■ **About this exercise**
The answer should consist of each line below that contains the word "simple".

■ **Records provided**
====
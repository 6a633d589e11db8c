//! Session data model and the typed partial update.

use std::fmt;

use chrono::{DateTime, Utc};
use serde::de::IgnoredAny;
use serde::{Deserialize, Serialize};
use serde_json::{Map, Value};
use uuid::Uuid;

/// Separator between the owner scope and the random part of a session id.
const ID_SEPARATOR: char = '.';

/// Length of the random part of a session id (simple-format UUID).
const ID_RANDOM_LEN: usize = 32;

/// Maximum length of a name derived from the first user message.
const DERIVED_NAME_MAX_CHARS: usize = 50;

// ─────────────────────────────────────────────────────────────────────────────
// SessionId
// ─────────────────────────────────────────────────────────────────────────────

/// Owner-scoped session identifier.
///
/// Generated ids have the form `<ownerId>.<32 hex>`. The owner portion is
/// recovered by splitting on the last separator, so an id can only ever be
/// owned by the exact user it was allocated for.
#[derive(Debug, Clone, PartialEq, Eq, Hash, Serialize, Deserialize)]
#[serde(transparent)]
pub struct SessionId(String);

impl SessionId {
    /// Allocate a fresh id for `owner_id`.
    pub fn generate(owner_id: &str) -> Self {
        Self(format!(
            "{}{}{}",
            owner_id,
            ID_SEPARATOR,
            Uuid::new_v4().simple()
        ))
    }

    /// Owner scope encoded in this id, if the id is well formed.
    pub fn owner(&self) -> Option<&str> {
        let (owner, random) = self.0.rsplit_once(ID_SEPARATOR)?;
        let well_formed = !owner.is_empty()
            && random.len() == ID_RANDOM_LEN
            && random.bytes().all(|b| b.is_ascii_hexdigit());
        well_formed.then_some(owner)
    }

    /// Whether this id was allocated for `owner_id`.
    pub fn is_owned_by(&self, owner_id: &str) -> bool {
        self.owner() == Some(owner_id)
    }

    /// Borrow the id as a string slice.
    pub fn as_str(&self) -> &str {
        &self.0
    }
}

impl From<String> for SessionId {
    fn from(s: String) -> Self {
        Self(s)
    }
}

impl From<&str> for SessionId {
    fn from(s: &str) -> Self {
        Self(s.to_string())
    }
}

impl fmt::Display for SessionId {
    fn fmt(&self, f: &mut fmt::Formatter<'_>) -> fmt::Result {
        f.write_str(&self.0)
    }
}

// ─────────────────────────────────────────────────────────────────────────────
// ChatMessage
// ─────────────────────────────────────────────────────────────────────────────

/// One chat turn, stored exactly as the client sent it.
///
/// The record is an opaque JSON object; `role` (or the older `type`) and
/// `content` are only read for naming.
#[derive(Debug, Clone, PartialEq, Serialize, Deserialize)]
#[serde(transparent)]
pub struct ChatMessage(Map<String, Value>);

impl ChatMessage {
    /// Create a message stamped with the current time.
    pub fn new(role: impl Into<String>, content: impl Into<String>) -> Self {
        let mut fields = Map::new();
        fields.insert("role".to_string(), Value::String(role.into()));
        fields.insert("content".to_string(), Value::String(content.into()));
        fields.insert(
            "timestamp".to_string(),
            Value::String(Utc::now().to_rfc3339()),
        );
        Self(fields)
    }

    /// Author role, read from `role` or `type`.
    pub fn role(&self) -> Option<&str> {
        self.0
            .get("role")
            .or_else(|| self.0.get("type"))
            .and_then(Value::as_str)
    }

    /// Message text, if it is a string.
    pub fn content(&self) -> Option<&str> {
        self.0.get("content").and_then(Value::as_str)
    }

    /// Whether this message was written by the user.
    pub fn is_user(&self) -> bool {
        self.role() == Some("user")
    }

    /// Every field of the record.
    pub fn fields(&self) -> &Map<String, Value> {
        &self.0
    }
}

impl From<Map<String, Value>> for ChatMessage {
    fn from(fields: Map<String, Value>) -> Self {
        Self(fields)
    }
}

// ─────────────────────────────────────────────────────────────────────────────
// Session
// ─────────────────────────────────────────────────────────────────────────────

/// A saved or draft unit of chat history plus its latest generated artifact.
#[derive(Debug, Clone, PartialEq, Serialize, Deserialize)]
#[serde(rename_all = "camelCase")]
pub struct Session {
    pub id: SessionId,
    pub owner_id: String,
    #[serde(default)]
    pub name: String,
    #[serde(default)]
    pub messages: Vec<ChatMessage>,
    #[serde(default)]
    pub code: String,
    #[serde(default = "empty_object")]
    pub ui: Value,
    #[serde(default)]
    pub is_temporary: bool,
    pub created_at: DateTime<Utc>,
    #[serde(default, skip_serializing_if = "Option::is_none")]
    pub updated_at: Option<DateTime<Utc>>,
}

impl Session {
    /// Build a fresh draft with a newly allocated id.
    pub fn draft(owner_id: &str, now: DateTime<Utc>) -> Self {
        Self {
            id: SessionId::generate(owner_id),
            owner_id: owner_id.to_string(),
            name: default_name(now),
            messages: Vec::new(),
            code: String::new(),
            ui: empty_object(),
            is_temporary: true,
            created_at: now,
            updated_at: Some(now),
        }
    }

    /// Bare record used when an update targets an id neither store knows.
    pub fn skeleton(id: SessionId, owner_id: &str, now: DateTime<Utc>) -> Self {
        Self {
            id,
            owner_id: owner_id.to_string(),
            name: default_name(now),
            messages: Vec::new(),
            code: String::new(),
            ui: empty_object(),
            is_temporary: true,
            created_at: now,
            updated_at: None,
        }
    }

    /// Timestamp used for recency ordering.
    pub fn last_activity(&self) -> DateTime<Utc> {
        self.updated_at.unwrap_or(self.created_at)
    }

    /// A draft with no content; never shown in listings.
    pub fn is_empty_draft(&self) -> bool {
        self.is_temporary && self.messages.is_empty()
    }

    /// Merge a partial update over this record.
    ///
    /// Fields present in the patch win; absent fields keep their value.
    pub fn apply(&mut self, patch: SessionPatch) {
        if let Some(name) = patch.name {
            self.name = name;
        }
        if let Some(messages) = patch.messages {
            self.messages = messages;
        }
        if let Some(code) = patch.code {
            self.code = code;
        }
        if let Some(ui) = patch.ui {
            self.ui = ui;
        }
    }
}

/// Label given to sessions at creation time.
pub fn default_name(now: DateTime<Utc>) -> String {
    format!("Session {}", now.format("%Y-%m-%d %H:%M"))
}

/// Label derived from the first user message, if there is one.
pub fn name_from_messages(messages: &[ChatMessage]) -> Option<String> {
    let first = messages
        .iter()
        .filter(|m| m.is_user())
        .filter_map(ChatMessage::content)
        .map(|text| text.split_whitespace().collect::<Vec<_>>().join(" "))
        .find(|text| !text.is_empty())?;

    if first.chars().count() <= DERIVED_NAME_MAX_CHARS {
        return Some(first);
    }
    let truncated: String = first.chars().take(DERIVED_NAME_MAX_CHARS).collect();
    Some(format!("{}...", truncated.trim_end()))
}

fn empty_object() -> Value {
    Value::Object(Map::new())
}

// ─────────────────────────────────────────────────────────────────────────────
// SessionPatch
// ─────────────────────────────────────────────────────────────────────────────

/// Partial update accepted from clients.
///
/// Only `name`, `messages`, `code` and `ui` are applied. Server-owned fields
/// that clients commonly echo back are accepted and discarded; anything else
/// is rejected during deserialization.
#[derive(Debug, Clone, Default, PartialEq, Serialize, Deserialize)]
#[serde(rename_all = "camelCase", deny_unknown_fields)]
pub struct SessionPatch {
    #[serde(default, skip_serializing_if = "Option::is_none")]
    pub name: Option<String>,
    #[serde(default, skip_serializing_if = "Option::is_none")]
    pub messages: Option<Vec<ChatMessage>>,
    #[serde(default, skip_serializing_if = "Option::is_none")]
    pub code: Option<String>,
    #[serde(default, skip_serializing_if = "Option::is_none")]
    pub ui: Option<Value>,

    #[serde(default, skip_serializing, alias = "_id")]
    id: Option<IgnoredAny>,
    #[serde(default, skip_serializing, alias = "userId")]
    owner_id: Option<IgnoredAny>,
    #[serde(default, skip_serializing)]
    is_temporary: Option<IgnoredAny>,
    #[serde(default, skip_serializing)]
    created_at: Option<IgnoredAny>,
    #[serde(default, skip_serializing)]
    updated_at: Option<IgnoredAny>,
}

impl SessionPatch {
    /// An empty patch.
    pub fn new() -> Self {
        Self::default()
    }

    /// Set the name.
    pub fn with_name(mut self, name: impl Into<String>) -> Self {
        self.name = Some(name.into());
        self
    }

    /// Replace the message list.
    pub fn with_messages(mut self, messages: Vec<ChatMessage>) -> Self {
        self.messages = Some(messages);
        self
    }

    /// Set the generated artifact.
    pub fn with_code(mut self, code: impl Into<String>) -> Self {
        self.code = Some(code.into());
        self
    }

    /// Set the UI metadata.
    pub fn with_ui(mut self, ui: Value) -> Self {
        self.ui = Some(ui);
        self
    }
}

#[cfg(test)]
mod tests {
    use super::*;
    use serde_json::json;

    #[test]
    fn test_generated_id_is_owned_by_its_owner() {
        let id = SessionId::generate("alice");
        assert!(id.is_owned_by("alice"));
        assert!(!id.is_owned_by("bob"));
        assert!(!id.is_owned_by("alic"));
    }

    #[test]
    fn test_owner_with_separator_in_name() {
        let id = SessionId::generate("a.b");
        assert_eq!(id.owner(), Some("a.b"));
        assert!(!id.is_owned_by("a"));
    }

    #[test]
    fn test_malformed_id_has_no_owner() {
        assert_eq!(SessionId::from("work_1700000000").owner(), None);
        assert_eq!(SessionId::from("alice.short").owner(), None);
        assert_eq!(
            SessionId::from(".0123456789abcdef0123456789abcdef").owner(),
            None
        );
    }

    #[test]
    fn test_session_serializes_camel_case() {
        let session = Session::draft("alice", Utc::now());
        let value = serde_json::to_value(&session).unwrap();

        assert_eq!(value["ownerId"], "alice");
        assert_eq!(value["isTemporary"], true);
        assert!(value.get("createdAt").is_some());
        assert!(value.get("updatedAt").is_some());
        assert_eq!(value["ui"], json!({}));
    }

    #[test]
    fn test_session_tolerates_missing_optional_fields() {
        let raw = json!({
            "id": "alice.0123456789abcdef0123456789abcdef",
            "ownerId": "alice",
            "createdAt": "2024-05-01T10:00:00Z"
        });
        let session: Session = serde_json::from_value(raw).unwrap();

        assert!(session.messages.is_empty());
        assert!(session.updated_at.is_none());
        assert_eq!(session.last_activity(), session.created_at);
        assert_eq!(session.ui, json!({}));
    }

    #[test]
    fn test_message_round_trips_client_shape() {
        let raw = json!({
            "id": 1700000000000_u64,
            "type": "user",
            "content": "make a button",
            "timestamp": "10:23:45 AM",
            "image": null,
            "codeBlocks": [{ "language": "jsx", "code": "<button/>" }]
        });
        let message: ChatMessage = serde_json::from_value(raw.clone()).unwrap();

        assert!(message.is_user());
        assert_eq!(message.content(), Some("make a button"));
        assert_eq!(serde_json::to_value(&message).unwrap(), raw);
    }

    #[test]
    fn test_patch_accepts_client_messages() {
        let raw = json!({
            "messages": [
                { "id": 1, "type": "user", "content": "hi", "timestamp": "9:00:01 PM" },
                { "id": 2, "type": "ai", "content": 42 }
            ]
        });
        let patch: SessionPatch = serde_json::from_value(raw.clone()).unwrap();
        let messages = patch.messages.unwrap();

        assert_eq!(messages[1].role(), Some("ai"));
        assert_eq!(messages[1].content(), None);
        assert_eq!(serde_json::to_value(&messages).unwrap(), raw["messages"]);
    }

    #[test]
    fn test_apply_overrides_present_fields_only() {
        let mut session = Session::draft("alice", Utc::now());
        session.code = "<div/>".to_string();

        session.apply(SessionPatch::new().with_name("Buttons"));

        assert_eq!(session.name, "Buttons");
        assert_eq!(session.code, "<div/>");
        assert!(session.messages.is_empty());
    }

    #[test]
    fn test_patch_ignores_echoed_server_fields() {
        let raw = json!({
            "_id": "alice.0123456789abcdef0123456789abcdef",
            "userId": "mallory",
            "isTemporary": false,
            "createdAt": "2024-05-01T10:00:00Z",
            "updatedAt": "2024-05-01T10:00:00Z",
            "code": "x"
        });
        let patch: SessionPatch = serde_json::from_value(raw).unwrap();

        assert_eq!(patch.code.as_deref(), Some("x"));
        assert!(patch.messages.is_none());
    }

    #[test]
    fn test_patch_rejects_unknown_fields() {
        let raw = json!({ "code": "x", "priority": 3 });
        assert!(serde_json::from_value::<SessionPatch>(raw).is_err());
    }

    #[test]
    fn test_name_from_first_user_message() {
        let messages = vec![
            ChatMessage::new("assistant", "Hello!"),
            ChatMessage::new("user", "  make   a\nbutton "),
        ];
        assert_eq!(name_from_messages(&messages).as_deref(), Some("make a button"));
    }

    #[test]
    fn test_name_from_long_message_is_truncated() {
        let long = "x".repeat(80);
        let name = name_from_messages(&[ChatMessage::new("user", long)]).unwrap();
        assert_eq!(name.chars().count(), DERIVED_NAME_MAX_CHARS + 3);
        assert!(name.ends_with("..."));
    }

    #[test]
    fn test_name_reads_legacy_type_field() {
        let message: ChatMessage =
            serde_json::from_value(json!({ "type": "user", "content": "navbar" })).unwrap();
        assert_eq!(name_from_messages(&[message]).as_deref(), Some("navbar"));
    }

    #[test]
    fn test_name_without_user_message() {
        assert!(name_from_messages(&[ChatMessage::new("assistant", "hi")]).is_none());
        assert!(name_from_messages(&[]).is_none());
    }
}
====
■ **Written solution**
/// Length of the random part of a session id (simple-format UUID).
            Uuid::new_v4().simple()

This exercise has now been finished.